Transcribe the listing in full. Keep every line exactly as it stands.

-- EXTRACTED DATA follows --

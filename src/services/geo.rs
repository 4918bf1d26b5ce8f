//! Contract for the geospatial processing collaborator.
//!
//! The orchestrator never touches pixels. Everything numeric (masking,
//! warping, kernels, blending) happens behind [`GeoBackend`].

use async_trait::async_trait;
use serde::{Deserialize, Serialize};

use crate::models::operation::{MosaicMethod, ResamplingMethod};
use crate::models::raster::{GeoTransform, RasterMetadata, VectorMetadata};

#[derive(Debug, Clone, PartialEq, Serialize, Deserialize)]
pub struct MaskRequest {
    pub raster_path: String,
    pub vector_path: String,
    pub output_path: String,
    /// Crop the output to the geometry envelope.
    pub crop: bool,
}

#[derive(Debug, Clone, PartialEq, Serialize, Deserialize)]
pub struct ReprojectRequest {
    pub raster_path: String,
    pub target_crs: String,
    pub output_path: String,
    pub resampling: ResamplingMethod,
}

#[derive(Debug, Clone, PartialEq, Serialize, Deserialize)]
pub struct VectorReprojectRequest {
    pub vector_path: String,
    pub target_crs: String,
    pub output_path: String,
}

/// A resample onto an explicit, already computed grid.
#[derive(Debug, Clone, PartialEq, Serialize, Deserialize)]
pub struct ResampleRequest {
    pub raster_path: String,
    pub output_path: String,
    pub width: u32,
    pub height: u32,
    pub transform: GeoTransform,
    pub method: ResamplingMethod,
}

#[derive(Debug, Clone, PartialEq, Serialize, Deserialize)]
pub struct MergeRequest {
    pub raster_paths: Vec<String>,
    pub output_path: String,
    pub method: MosaicMethod,
}

#[async_trait]
pub trait GeoBackend: Send + Sync {
    async fn raster_metadata(&self, path: &str) -> Result<RasterMetadata, GeoError>;

    async fn vector_metadata(&self, path: &str) -> Result<VectorMetadata, GeoError>;

    /// Clip a raster by the geometries of a vector in the same CRS.
    async fn mask(&self, request: &MaskRequest) -> Result<String, GeoError>;

    /// Warp a raster to `target_crs`, choosing the default output grid.
    async fn reproject_raster(&self, request: &ReprojectRequest) -> Result<String, GeoError>;

    async fn reproject_vector(&self, request: &VectorReprojectRequest)
        -> Result<String, GeoError>;

    async fn resample(&self, request: &ResampleRequest) -> Result<String, GeoError>;

    /// Merge rasters; CRS and metadata follow the first input.
    async fn merge(&self, request: &MergeRequest) -> Result<String, GeoError>;

    /// Whether two CRS definitions denote the same system.
    async fn crs_equivalent(&self, a: &str, b: &str) -> Result<bool, GeoError> {
        Ok(normalize_crs(a) == normalize_crs(b))
    }
}

/// Canonical spelling used for CRS comparison when the backend cannot do better:
/// case, surrounding and inner whitespace are ignored.
pub fn normalize_crs(crs: &str) -> String {
    crs.split_whitespace().collect::<String>().to_uppercase()
}

#[derive(Debug, Clone, thiserror::Error)]
pub enum GeoError {
    /// The dataset exists but could not be opened as the expected kind.
    #[error("unreadable dataset {path}: {reason}")]
    InvalidFormat { path: String, reason: String },

    #[error("dataset not found: {0}")]
    NotFound(String),

    #[error("{0}")]
    Processing(String),

    #[error("geoprocessing backend unavailable: {0}")]
    Unavailable(String),
}

#[cfg(test)]
mod tests {
    use super::*;

    #[test]
    fn test_normalize_crs() {
        assert_eq!(normalize_crs(" epsg:4326 "), "EPSG:4326");
        assert_eq!(normalize_crs("EPSG: 4326"), normalize_crs("epsg:4326"));
        assert_ne!(normalize_crs("EPSG:4326"), normalize_crs("EPSG:3857"));
    }
}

-- EXTRACTED DATA concluded --

> _COMPLETED EXERCISE_:
filename src/services/geo.rs
repository 4918bf1d26b5ce8f
//! Contract for the geospatial processing collaborator.
//!
//! The orchestrator never touches pixels. Everything numeric (masking,
//! warping, kernels, blending) happens behind [`GeoBackend`].

use async_trait::async_trait;
use serde::{Deserialize, Serialize};

use crate::models::operation::{MosaicMethod, ResamplingMethod};
use crate::models::raster::{GeoTransform, RasterMetadata, VectorMetadata};

#[derive(Debug, Clone, PartialEq, Serialize, Deserialize)]
pub struct MaskRequest {
    pub raster_path: String,
    pub vector_path: String,
    pub output_path: String,
    /// Crop the output to the geometry envelope.
    pub crop: bool,
}

#[derive(Debug, Clone, PartialEq, Serialize, Deserialize)]
pub struct ReprojectRequest {
    pub raster_path: String,
    pub target_crs: String,
    pub output_path: String,
    pub resampling: ResamplingMethod,
}

#[derive(Debug, Clone, PartialEq, Serialize, Deserialize)]
pub struct VectorReprojectRequest {
    pub vector_path: String,
    pub target_crs: String,
    pub output_path: String,
}

/// A resample onto an explicit, already computed grid.
#[derive(Debug, Clone, PartialEq, Serialize, Deserialize)]
pub struct ResampleRequest {
    pub raster_path: String,
    pub output_path: String,
    pub width: u32,
    pub height: u32,
    pub transform: GeoTransform,
    pub method: ResamplingMethod,
}

#[derive(Debug, Clone, PartialEq, Serialize, Deserialize)]
pub struct MergeRequest {
    pub raster_paths: Vec<String>,
    pub output_path: String,
    pub method: MosaicMethod,
}

#[async_trait]
pub trait GeoBackend: Send + Sync {
    async fn raster_metadata(&self, path: &str) -> Result<RasterMetadata, GeoError>;

    async fn vector_metadata(&self, path: &str) -> Result<VectorMetadata, GeoError>;

    /// Clip a raster by the geometries of a vector in the same CRS.
    async fn mask(&self, request: &MaskRequest) -> Result<String, GeoError>;

    /// Warp a raster to `target_crs`, choosing the default output grid.
    async fn reproject_raster(&self, request: &ReprojectRequest) -> Result<String, GeoError>;

    async fn reproject_vector(&self, request: &VectorReprojectRequest)
        -> Result<String, GeoError>;

    async fn resample(&self, request: &ResampleRequest) -> Result<String, GeoError>;

    /// Merge rasters; CRS and metadata follow the first input.
    async fn merge(&self, request: &MergeRequest) -> Result<String, GeoError>;

    /// Whether two CRS definitions denote the same system.
    async fn crs_equivalent(&self, a: &str, b: &str) -> Result<bool, GeoError> {
        Ok(normalize_crs(a) == normalize_crs(b))
    }
}

/// Canonical spelling used for CRS comparison when the backend cannot do better:
/// case, surrounding and inner whitespace are ignored.
pub fn normalize_crs(crs: &str) -> String {
    crs.split_whitespace().collect::<String>().to_uppercase()
}

#[derive(Debug, Clone, thiserror::Error)]
pub enum GeoError {
    /// The dataset exists but could not be opened as the expected kind.
    #[error("unreadable dataset {path}: {reason}")]
    InvalidFormat { path: String, reason: String },

    #[error("dataset not found: {0}")]
    NotFound(String),

    #[error("{0}")]
    Processing(String),

    #[error("geoprocessing backend unavailable: {0}")]
    Unavailable(String),
}

#[cfg(test)]
mod tests {
    use super::*;

    #[test]
    fn test_normalize_crs() {
        assert_eq!(normalize_crs(" epsg:4326 "), "EPSG:4326");
        assert_eq!(normalize_crs("EPSG: 4326"), normalize_crs("epsg:4326"));
        assert_ne!(normalize_crs("EPSG:4326"), normalize_crs("EPSG:3857"));
    }
}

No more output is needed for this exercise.